(Entries supplied begins)

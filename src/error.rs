//! Custom error types for the application.
//!
//! This module defines the primary error type, `CamError`, for the entire
//! application. Using the `thiserror` crate, it provides a centralized and
//! consistent way to handle different kinds of errors, from configuration and
//! I/O issues to device and protocol problems.
//!
//! ## Error Hierarchy
//!
//! Each layer owns a small error enum; `CamError` consolidates them:
//!
//! - **`DeviceError`**: Errors originating from a camera backend (open failure,
//!   no device found, capture faults).
//! - **`ChannelError`**: Bounded-queue violations in the command/response
//!   protocol (queue full on submit, queue empty after a wakeup).
//! - **`RecordingError`**: Failures in the recording pipeline (encoder process
//!   spawn, pipe writes, finalization).
//! - **`ControllerError`**: Controller-side submission failures (timeout on the
//!   response signal, dead worker, channel misuse).
//!
//! By using `#[from]`, `CamError` can be seamlessly created from the underlying
//! error types, simplifying error handling throughout the application with the
//! `?` operator.

use thiserror::Error;

/// Convenience alias for results using the application error type.
pub type AppResult<T> = std::result::Result<T, CamError>;

/// Errors reported by camera device backends.
#[derive(Error, Debug)]
pub enum DeviceError {
    #[error("Failed to open device: {0}")]
    Open(String),

    #[error("No capture device found")]
    NotFound,

    #[error("Device already open")]
    AlreadyOpen,

    #[error("Capture failed: {0}")]
    Capture(String),
}

/// Bounded message-queue violations.
#[derive(Error, Debug, Clone, Copy, PartialEq, Eq)]
pub enum ChannelError {
    #[error("Queue is full")]
    Full,

    #[error("Queue is empty")]
    Empty,
}

/// Failures in the recording pipeline.
#[derive(Error, Debug)]
pub enum RecordingError {
    #[error("Failed to spawn encoder process: {0}")]
    EncoderSpawn(String),

    #[error("Encoder pipe closed unexpectedly")]
    EncoderPipeClosed,

    #[error("Encoder exited with failure status {0}")]
    EncoderFailed(String),

    #[error("Recording I/O error: {0}")]
    Io(#[from] std::io::Error),
}

/// Controller-side submission and supervision failures.
#[derive(Error, Debug)]
pub enum ControllerError {
    #[error("Timed out after {0:?} waiting for worker response")]
    Timeout(std::time::Duration),

    #[error("Worker is not running")]
    WorkerDead,

    #[error("Protocol channel error: {0}")]
    Channel(#[from] ChannelError),
}

/// Top-level application error consolidating every layer.
#[derive(Error, Debug)]
pub enum CamError {
    #[error("Configuration error: {0}")]
    Config(#[from] config::ConfigError),

    #[error("Configuration validation error: {0}")]
    Configuration(String),

    #[error("I/O error: {0}")]
    Io(#[from] std::io::Error),

    #[error("Device error: {0}")]
    Device(#[from] DeviceError),

    #[error("Channel error: {0}")]
    Channel(#[from] ChannelError),

    #[error("Recording error: {0}")]
    Recording(#[from] RecordingError),

    #[error("Controller error: {0}")]
    Controller(#[from] ControllerError),

    #[error("Unknown device kind '{0}'")]
    UnknownDeviceKind(String),

    #[error("Device kind '{0}' is already registered")]
    DuplicateDeviceKind(String),

    #[error("Worker fault: {0}")]
    WorkerFault(String),
}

(Entries supplied ends)

Could you output, exactly and with nothing else, the lines from the start of the records through the line containing "Errors originating from"?

filename src/error.rs
//! Custom error types for the application.
//!
//! This module defines the primary error type, `CamError`, for the entire
//! application. Using the `thiserror` crate, it provides a centralized and
//! consistent way to handle different kinds of errors, from configuration and
//! I/O issues to device and protocol problems.
//!
//! ## Error Hierarchy
//!
//! Each layer owns a small error enum; `CamError` consolidates them:
//!
//! - **`DeviceError`**: Errors originating from a camera backend (open failure,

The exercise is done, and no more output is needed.